Arts and Crafts in the Middle Ages eBook

This eBook from the Gutenberg Project consists of approximately 318 pages of information about Arts and Crafts in the Middle Ages.

Arts and Crafts in the Middle Ages eBook

This eBook from the Gutenberg Project consists of approximately 318 pages of information about Arts and Crafts in the Middle Ages.

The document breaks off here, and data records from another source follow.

use crate::error::ConfigError;
use crate::orchestrator::{OrchestratorConfig, DEFAULT_CONCURRENCY};
use serde::{Deserialize, Serialize};
use std::path::Path;
use std::time::Duration;

/// Configuration loaded from `config.yaml`.
#[derive(Debug, Clone, Serialize, Deserialize, Default)]
pub struct Config {
    /// Notifications are skipped entirely when this section is absent.
    #[serde(default)]
    pub ntfy: Option<NtfyConfig>,

    #[serde(default)]
    pub scan: ScanConfig,
}

#[derive(Debug, Clone, Serialize, Deserialize)]
pub struct NtfyConfig {
    pub server_url: String,
    pub topic: String,
    #[serde(default)]
    pub username: String,
    #[serde(default)]
    pub password: String,
    #[serde(default = "default_ntfy_timeout")]
    pub timeout_seconds: u64,
}

#[derive(Debug, Clone, Serialize, Deserialize)]
pub struct ScanConfig {
    #[serde(default = "default_concurrency")]
    pub concurrency: usize,
    #[serde(default = "default_deadline")]
    pub deadline_seconds: u64,
    #[serde(default = "default_docker_bin")]
    pub docker_bin: String,
    #[serde(default = "default_syft_bin")]
    pub syft_bin: String,
    #[serde(default = "default_grype_bin")]
    pub grype_bin: String,
}

impl Default for ScanConfig {
    fn default() -> Self {
        Self {
            concurrency: default_concurrency(),
            deadline_seconds: default_deadline(),
            docker_bin: default_docker_bin(),
            syft_bin: default_syft_bin(),
            grype_bin: default_grype_bin(),
        }
    }
}

impl ScanConfig {
    pub fn orchestrator(&self) -> OrchestratorConfig {
        OrchestratorConfig {
            concurrency: self.concurrency,
            deadline: Duration::from_secs(self.deadline_seconds),
        }
    }
}

fn default_ntfy_timeout() -> u64 {
    10
}

fn default_concurrency() -> usize {
    DEFAULT_CONCURRENCY
}

fn default_deadline() -> u64 {
    600
}

fn default_docker_bin() -> String {
    "docker".to_string()
}

fn default_syft_bin() -> String {
    "syft".to_string()
}

fn default_grype_bin() -> String {
    "grype".to_string()
}

impl Config {
    /// Load and validate configuration from a YAML file.
    pub fn load(path: &Path) -> Result<Self, ConfigError> {
        let content = std::fs::read_to_string(path).map_err(|source| ConfigError::Read {
            path: path.to_path_buf(),
            source,
        })?;
        let config: Config =
            serde_yaml::from_str(&content).map_err(|source| ConfigError::Parse {
                path: path.to_path_buf(),
                source,
            })?;
        config.validate()?;
        Ok(config)
    }

    pub fn validate(&self) -> Result<(), ConfigError> {
        if self.scan.concurrency == 0 {
            return Err(ConfigError::Invalid(
                "scan.concurrency must be at least 1".to_string(),
            ));
        }
        if self.scan.deadline_seconds == 0 {
            return Err(ConfigError::Invalid(
                "scan.deadline_seconds must be at least 1".to_string(),
            ));
        }
        if let Some(ntfy) = &self.ntfy {
            if ntfy.timeout_seconds == 0 {
                return Err(ConfigError::Invalid(
                    "ntfy.timeout_seconds must be at least 1".to_string(),
                ));
            }
            if ntfy.server_url.trim().is_empty() {
                return Err(ConfigError::Invalid("ntfy.server_url is empty".to_string()));
            }
        }
        Ok(())
    }
}

#[cfg(test)]
mod tests {
    use super::*;
    use std::io::Write;

    fn write_config(content: &str) -> tempfile::NamedTempFile {
        let mut file = tempfile::NamedTempFile::new().unwrap();
        file.write_all(content.as_bytes()).unwrap();
        file
    }

    #[test]
    fn test_load_full_config() {
        let file = write_config(
            r#"
ntfy:
  server_url: https://ntfy.example.com
  topic: cve-alerts
  username: scanner
  password: hunter2
  timeout_seconds: 30
scan:
  concurrency: 8
  deadline_seconds: 120
  grype_bin: /usr/local/bin/grype
"#,
        );
        let config = Config::load(file.path()).unwrap();

        let ntfy = config.ntfy.unwrap();
        assert_eq!(ntfy.topic, "cve-alerts");
        assert_eq!(ntfy.timeout_seconds, 30);
        assert_eq!(config.scan.concurrency, 8);
        assert_eq!(config.scan.grype_bin, "/usr/local/bin/grype");
        assert_eq!(config.scan.syft_bin, "syft");
        assert_eq!(
            config.scan.orchestrator().deadline,
            Duration::from_secs(120)
        );
    }

    #[test]
    fn test_defaults_when_sections_missing() {
        let file = write_config("{}\n");
        let config = Config::load(file.path()).unwrap();
        assert!(config.ntfy.is_none());
        assert_eq!(config.scan.concurrency, 5);
        assert_eq!(config.scan.deadline_seconds, 600);
        assert_eq!(config.scan.docker_bin, "docker");
    }

    #[test]
    fn test_ntfy_timeout_default() {
        let file = write_config("ntfy:\n  server_url: https://ntfy.sh\n  topic: t\n");
        let config = Config::load(file.path()).unwrap();
        assert_eq!(config.ntfy.unwrap().timeout_seconds, 10);
    }

    #[test]
    fn test_zero_concurrency_rejected() {
        let file = write_config("scan:\n  concurrency: 0\n");
        let err = Config::load(file.path()).unwrap_err();
        assert!(matches!(err, ConfigError::Invalid(_)));
    }

    #[test]
    fn test_missing_file() {
        let err = Config::load(Path::new("/this/does/not/exist.yaml")).unwrap_err();
        assert!(matches!(err, ConfigError::Read { .. }));
    }

    #[test]
    fn test_malformed_yaml() {
        let file = write_config("scan: [unterminated\n");
        let err = Config::load(file.path()).unwrap_err();
        assert!(matches!(err, ConfigError::Parse { .. }));
    }
}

In the Close Roll of Henry III. of England, there is found an interesting order to a goldsmith:  “Edward, son of Eudo, with all haste, by day and by night, make a cup with a foot for the Queen:  weighing two marks, not more; price twenty marks, against Christmas, that she may drink from it in that feast:  and paint it and enamel it all over, and in every other way that you can, let it be decently and beautifully wrought, so that the King, no less than the said Queen, may be content therewith.”  All the young princes and princesses were presented with silver cups, also, as they came to such age as made the use of them expedient; Lionel and John, sons of Edward III., were presented with cups “with leather covers for the same,” when they were one and three years old respectively.  In 1423 the chief justice, Sir William Hankford, gave his great-granddaughter a baptismal gift of a gilt cup and a diamond ring, together with a curious testimonial of eight shillings and sixpence to the nurse!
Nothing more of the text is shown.